The format is based on Keep a Changelog, and this project adheres to Semantic Versioning.
[0.3.0] - 2025-07-29¶
Added¶
- DataFrame Extraction: Extract detected tables as pandas DataFrames
DataFrameExtractor: Intelligent header detection with multi-row support- Quality scoring for extracted tables (0-1 scale)
- Automatic header detection including merged cells
- Type consistency analysis across columns (checks up to 100 rows)
- Plate map format detection (6, 24, 96, 384, 1536 wells)
-
Export to CSV, JSON, and summary formats
-
Enhanced TSV/Text File Detection: Specialized detection for instrument output
StructuredTextDetector: Handles TSV files and instrument output- Column consistency analysis for better table separation
- Wide table detection for plate data (50+ columns)
- Structural analysis using row patterns and empty row detection
-
Better handling of multiple table formats in single file
-
Improved Island Detection: Smarter heuristics for table separation
- Column consistency threshold (80% similarity for grouping)
- Configurable gap settings per file type (gap=0 for TSV, gap=1 for Excel)

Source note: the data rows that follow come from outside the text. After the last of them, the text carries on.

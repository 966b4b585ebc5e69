use std::io::Write;
use std::path::PathBuf;
use std::sync::Arc;

use clap::{Parser, Subcommand};
use color_eyre::eyre::{bail, Result};
use tracing::{info, warn};

use hubnotes::commands::{
    compare_repositories, create_dashboard, create_from_reference, format_budget, format_commits,
    format_issues, format_pull_requests, import_owner, list_commits, list_issues,
    list_pull_requests, pull_request_diff, rate_limits, switch_branch, watch, ConfigReloadHook,
};
use hubnotes::logging::{init_logging, parse_rotation, LogConfig, LOG_FILENAME};
use hubnotes::refresh::{tally, Orchestrator, StderrNotifier};
use hubnotes::remote::CurrentClient;
use hubnotes::snapshot::ListState;
use hubnotes::user_config::{interval_from_minutes, load_config};
use hubnotes::utils::format_display_path;
use hubnotes::vault::Vault;

/// Hubnotes - GitHub repository metadata mirrored into Markdown notes
#[derive(Parser, Debug)]
#[command(author, version, about, long_about = None)]
struct Args {
    /// Vault root; note paths are relative to it
    #[arg(long, env = "HUBNOTES_VAULT", default_value = ".")]
    vault: PathBuf,

    /// GitHub token, overrides auth_token from the vault config
    #[arg(long, env = "GITHUB_TOKEN", hide_env_values = true)]
    token: Option<String>,

    /// Enable JSON log format
    #[arg(long, env = "HUBNOTES_LOG_JSON", default_value = "false")]
    log_json: bool,

    /// Log rotation period: daily, hourly, or never
    #[arg(long, env = "HUBNOTES_LOG_ROTATION", default_value = "daily")]
    log_rotation: String,

    /// Custom log directory (default: ~/.hubnotes/logs)
    #[arg(long, env = "HUBNOTES_LOG_DIR")]
    log_dir: Option<String>,

    #[command(subcommand)]
    command: Command,
}

#[derive(Subcommand, Debug)]
enum Command {
    /// Create a note for a repository URL
    Create {
        reference: String,
        #[arg(long)]
        branch: Option<String>,
    },
    /// Refresh one note
    Refresh { path: PathBuf },
    /// Refresh every repository note and dashboard once
    RefreshAll,
    /// Refresh on a timer until interrupted
    Watch {
        /// Minutes between cycles, overrides the vault config
        #[arg(long)]
        interval: Option<u64>,
    },
    /// Create or refresh the dashboard note
    Dashboard,
    /// Create notes for every repository of an owner
    Import { owner: String },
    /// Write a comparison note for two or more repositories
    Compare {
        #[arg(required = true, num_args = 2..)]
        references: Vec<String>,
    },
    /// List issues of a repository
    Issues {
        reference: String,
        #[arg(long, default_value = "open")]
        state: ListState,
    },
    /// List pull requests of a repository, or print one diff
    Pulls {
        reference: String,
        #[arg(long, default_value = "open")]
        state: ListState,
        /// Print the diff of this pull request instead of the list
        #[arg(long)]
        diff: Option<u64>,
    },
    /// List recent commits of a repository
    Commits {
        reference: String,
        #[arg(long)]
        branch: Option<String>,
    },
    /// Track another branch in a repository note; empty for the default branch
    SwitchBranch { path: PathBuf, branch: String },
    /// Show the remaining API budget
    Limits,
}

#[allow(unknown_lints, max_lines_per_function)]
#[tokio::main]
async fn main() -> Result<()> {
    color_eyre::install()?;

    let args = Args::parse();

    let mut log_config = LogConfig {
        json_format: args.log_json,
        rotation: parse_rotation(&args.log_rotation),
        ..Default::default()
    };
    if let Some(dir) = args.log_dir {
        log_config.log_dir = PathBuf::from(dir);
    }
    let log_file = log_config.log_dir.join(LOG_FILENAME);
    if let Err(e) = init_logging(log_config) {
        eprintln!("Error: Failed to initialize logging: {e}");
        eprintln!("Logs: {}", format_display_path(&log_file.to_string_lossy()));
        return Err(e);
    }

    let config = load_config(&args.vault)
        .await
        .unwrap_or_else(|e| {
            warn!("Failed to load vault config, using defaults: {e}");
            hubnotes::UserConfig::default()
        })
        .with_token_override(args.token.as_deref());

    let client = Arc::new(CurrentClient::github(
        &config.api_base_url,
        &config.auth_token,
    )?);
    let orchestrator = Arc::new(Orchestrator::new(
        Vault::new(&args.vault),
        Arc::clone(&client),
        config.template_options,
        Arc::new(StderrNotifier),
    ));
    let folder = config.default_folder.as_str();
    let mut out = std::io::stdout().lock();

    match args.command {
        Command::Create { reference, branch } => {
            let path =
                create_from_reference(&orchestrator, folder, &reference, branch.as_deref()).await?;
            writeln!(out, "{}", path.display())?;
        }
        Command::Refresh { path } => {
            let outcome = orchestrator.refresh_one(&path, false).await;
            if !outcome.is_success() {
                bail!("{outcome}");
            }
        }
        Command::RefreshAll => {
            let outcomes = orchestrator.refresh_all().await;
            for outcome in &outcomes {
                writeln!(out, "{outcome}")?;
            }
            let (synced, failed) = tally(&outcomes);
            writeln!(out, "{synced} refreshed, {failed} failed")?;
        }
        Command::Watch { interval } => {
            let period = interval.map_or_else(|| config.refresh_interval(), interval_from_minutes);
            let hook = Arc::new(ConfigReloadHook::new(
                args.vault.clone(),
                args.token.clone(),
                &config.auth_token,
            ));
            info!(vault = %args.vault.display(), "Starting watch");
            watch(Arc::clone(&orchestrator), hook, period, async {
                if let Err(e) = tokio::signal::ctrl_c().await {
                    warn!("Could not listen for Ctrl-C: {e}");
                }
            })
            .await?;
        }
        Command::Dashboard => {
            let outcome = create_dashboard(&orchestrator, folder).await?;
            if !outcome.is_success() {
                bail!("{outcome}");
            }
            writeln!(out, "{}", outcome.path.display())?;
        }
        Command::Import { owner } => {
            let report = import_owner(&orchestrator, folder, &owner).await?;
            for path in &report.created {
                writeln!(out, "created {}", path.display())?;
            }
            for name in &report.skipped {
                writeln!(out, "skipped {name} (already tracked)")?;
            }
            for (name, reason) in &report.failed {
                writeln!(out, "failed {name}: {reason}")?;
            }
        }
        Command::Compare { references } => {
            let result = compare_repositories(&orchestrator, folder, &references).await?;
            writeln!(out, "{}", result.path.display())?;
        }
        Command::Issues { reference, state } => {
            let issues = list_issues(&client, &reference, state).await?;
            write!(out, "{}", format_issues(&issues))?;
        }
        Command::Pulls {
            reference,
            state,
            diff,
        } => {
            if let Some(number) = diff {
                let diff = pull_request_diff(&client, &reference, number).await?;
                write!(out, "{diff}")?;
            } else {
                let pulls = list_pull_requests(&client, &reference, state).await?;
                write!(out, "{}", format_pull_requests(&pulls))?;
            }
        }
        Command::Commits { reference, branch } => {
            let commits = list_commits(&client, &reference, branch.as_deref()).await?;
            write!(out, "{}", format_commits(&commits))?;
        }
        Command::SwitchBranch { path, branch } => {
            let outcome = switch_branch(&orchestrator, &path, &branch).await?;
            if !outcome.is_success() {
                bail!("{outcome}");
            }
        }
        Command::Limits => {
            let budget = rate_limits(&client).await?;
            writeln!(out, "{}", format_budget(&budget, chrono::Utc::now()))?;
        }
    }

    Ok(())
}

- Structural analysis mode for text files
- Empty row detection for natural table boundaries
-
Aspect ratio and size-based confidence scoring
-
Documentation and Packaging:
- Streamlined README.md for clarity
- NOTICE file with all dependency licenses
- GitHub Action for PyPI releases with OIDC
- Updated all documentation to reflect new features
Changed¶
- Island detector now uses structural analysis for text files by default
- Constants centralized with file type-specific defaults
- Detection pipeline selects strategies based on file type
- DataFrame extraction integrated into main workflow
Fixed¶
- TSV file detection now properly identifies multiple tables
- Wide plate data detection for instrument output files
- Header detection handles merged cells correctly
- Empty cells in headers properly handled
[0.2.2] - 2025-07-28¶
Added¶
- Excel Metadata Extraction: Leverage Excel's built-in table definitions
ExcelMetadataExtractor: Extract ListObjects (Excel tables) with high confidence- Named ranges detection for better table boundaries
- Zero API cost for Excel native table detection
-
Integration with hybrid detection pipeline
-
Traditional Detection Methods: Fast, zero-cost table detection
SimpleCaseDetector: Optimized for single tables starting near A1IslandDetector: Connected component analysis for multi-table sheets- Flood-fill algorithm for finding disconnected data regions
- Confidence scoring based on density, shape, and header patterns
-
Both methods completely free (no API calls)
-
Cost Optimization Framework: Intelligent routing and budget management
CostOptimizer: Track API usage and costs per session/file- Budget limits with automatic fallback to free methods
- Real-time cost tracking and reporting
- Intelligent method selection based on complexity and budget
OpenAIPricing: Real OpenAI cost calculation with current pricing-
OpenAICostsAPI: Integration with OpenAI's costs endpoint (admin key required) -
Code Organization Improvements: Major refactoring for maintainability
- Centralized Constants: All constants moved to
src/gridgulp/core/constants.py - Core Module: New organizational structure with:
constants.py- Categorized constants (Island Detection, Format Analysis, etc.)exceptions.py- Custom exception classes for better error handlingtypes.py- Shared type definitions and aliasesconfigurable_constants.py- Mechanism for config overrides
- Contextual Logging: New logging framework with file/sheet/table context
-
Better separation of concerns and cleaner imports
-
Enhanced Detection Pipeline: Hybrid approach for optimal cost/quality
- Try free methods first (Simple Case, Island Detection, Excel Metadata)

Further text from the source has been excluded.